When states levied fines on shippers or shipmasters to mobilize them to control their passengers, sailors, and stowaways, the states instrumentalized private firms’ coercive capacities. These included the long tradition of a captain’s supposed total control of the space of the ship itself, with recourse to violence, confinement, and, in the age of free labor, fines or firing.[77] An eminent nineteenth-century historian of British merchant shipping suggested that “a ship at-sea is in herself a little kingdom,” indicating something of the captain’s capacity for sovereign violence and his mastery over the space and inhabitants of the ship.[78] British legal scholars in the early twentieth century understood there to have been “considerable vagueness as to the nature and extent of the [ship] master's authority,” but all agreed that it was considerable.[79] States and shipping firms, then, understood their commonalities as institutions capable of mobilizing force to control individual prospective migrants and their movement through settler space.[80]

From Imposed Liability to Plausible Deniability

Relative to a captain’s control over crewmen, control over passengers was a relatively simple affair. A firm’s ticket agent simply needed to refuse a ticket to a willing, paying customer whom a government might deem excludable. Not infrequently, though, firms saw this as too much to ask. Still, by the first decades of the twentieth century, transportation firms reluctantly incorporated immigration controls into their practices and would carry to settler regimes only passengers whose papers were, or at least appeared to be, valid and confirmed by overseas consular officials. Such vetting removed the firms’ induced liability for deportation traffic and for the upkeep of migrants who were under investigation.

Aristide Zolberg has referred to shippers’ liability as one element of the evolution of “remote control,” the practice by which nation-states began immigrant inspection at overseas locations. (Another was the development and professionalization of consular approval in sending countries.) But an equally important element might be understood as the shipping firms’ quest for plausible deniability. Shipping companies were compelled to develop their own means of guaranteeing the eugenic or national fitness of migrants and had to adhere to immigration restrictions closely enough to plausibly claim to have measured a traveler’s compatibility with restrictive regimes.

Asian migrants, aided by emigration entrepreneurs, learned to negotiate with consular officials, who would issue visas and travel documents only to those migrants they had inspected. The practice of consular approval and negotiation evolved first and most fully in China but would be replicated around the world.[81] Migrants developed their own techniques for acquiring forged papers or inventing relationships (such as “papers sons” or buying and selling fraudulent registration papers) that would allow them to enter ports and cross land borders. Overseas inspections by consular officials and steamship agents, reliant as they were on an official political economy of documentation, produced a parallel world of fraud and counterfeiting and exploited a gray market between smuggling and trade.[82]

Shippers were increasingly lambasted for subverting the laws—not simply for being duped by wily migrants but also for being openly complicit in evading exclusion regulations.
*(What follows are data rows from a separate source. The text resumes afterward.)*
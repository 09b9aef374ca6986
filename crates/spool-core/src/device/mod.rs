//! PCM device seam
//!
//! The transport talks to the host sound layer through a pair of traits
//! that present exactly what the period loop needs: blocking interleaved
//! signed 16-bit stereo read/write, xrun signalling, and recovery. The real
//! implementation lives in [`alsa`]; tests drive the transport with a
//! scripted stub instead of hardware.

use std::fmt;

use thiserror::Error;

#[cfg(target_os = "linux")]
pub mod alsa;

/// Stream direction
#[derive(Debug, Clone, Copy, PartialEq, Eq)]
pub enum Direction {
    Playback,
    Capture,
}

impl fmt::Display for Direction {
    fn fmt(&self, f: &mut fmt::Formatter<'_>) -> fmt::Result {
        match self {
            Direction::Playback => write!(f, "playback"),
            Direction::Capture => write!(f, "capture"),
        }
    }
}

/// Which way a stream fell over
#[derive(Debug, Clone, Copy, PartialEq, Eq)]
pub enum XrunKind {
    /// Playback buffer ran dry
    Underrun,
    /// Capture buffer overflowed before we read it
    Overrun,
}

impl fmt::Display for XrunKind {
    fn fmt(&self, f: &mut fmt::Formatter<'_>) -> fmt::Result {
        match self {
            XrunKind::Underrun => write!(f, "underrun"),
            XrunKind::Overrun => write!(f, "overrun"),
        }
    }
}

/// Errors raised by the PCM layer
#[derive(Error, Debug)]
pub enum DeviceError {
    /// Device could not be opened
    #[error("failed to open {direction} device {name:?}: {reason}")]
    Open {
        direction: Direction,
        name: String,
        reason: String,
    },

    /// Device refused the required stream format
    #[error("failed to configure PCM stream: {0}")]
    Configure(String),

    /// Buffer under/overrun; recoverable, the caller should call recover()
    #[error("stream {0}")]
    Xrun(XrunKind),

    /// Any other stream I/O failure
    #[error("PCM I/O: {0}")]
    Io(String),
}

/// Result type for device operations
pub type DeviceResult<T> = Result<T, DeviceError>;

/// One open blocking PCM stream (stereo, signed 16-bit LE, interleaved)
///
/// Writes block until the driver has consumed the period, which is what
/// paces the transport loop. Dropping the stream closes the device.
pub trait PcmStream {
    /// Write interleaved stereo frames; returns frames accepted
    fn write_interleaved(&mut self, samples: &[i16]) -> DeviceResult<usize>;

    /// Read interleaved stereo frames; returns frames delivered
    fn read_interleaved(&mut self, samples: &mut [i16]) -> DeviceResult<usize>;

    /// Reset the stream after an xrun so streaming can continue
    fn recover(&mut self) -> DeviceResult<()>;
}

/// Opens playback and capture streams on demand
///
/// Capture and playback are independently opened devices; the transport's
/// record offset compensates for their aggregate round-trip latency.
pub trait PcmBackend {
    type Stream: PcmStream;

    /// Open a stream in the given direction at the given sample rate
    fn open(&self, direction: Direction, sample_rate: u32) -> DeviceResult<Self::Stream>;
}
Pacific Mail came under attack in the Ensenada-based newspaper Lower Californian, which reported that the Newbern was smuggling Chinese into the United States. Indeed, the paper claimed that instead of coming to work in Ensenada for the On Yick Company, as was officially claimed, Chinese migrants were smuggled into the United States either directly or else through Mexico. Some Chinese, the paper alleged, were transferred from a Chinese vessel to the Newbern on the high seas. Pacific Mail’s captains were famed for their ability to guide their ships to meet in the middle of the Pacific, so their technical ability to make such an exchange was certainly feasible.[83]

Firms acted in much the same way on the northern border, and fraudulent merchant papers allowed the Canadian Pacific Railway to exceed the Passenger-Act style mandated limit on Chinese laborers.[84] Regardless of the border being crossed, North American railroads were generally happy to flout proscriptions on hiring or importing contract or racially excludable workers. Some 27,000 unskilled Japanese workers entered the United States and Canada, drawn by labor contractors to build railroads, large and small: Southern Pacific, Union Pacific, Great Northern, Canadian Pacific, Oregon Short Line, and Northern Pacific all employed Japanese contract workers in direct violation of the Anti–Contract Labor Law of 1885.[85]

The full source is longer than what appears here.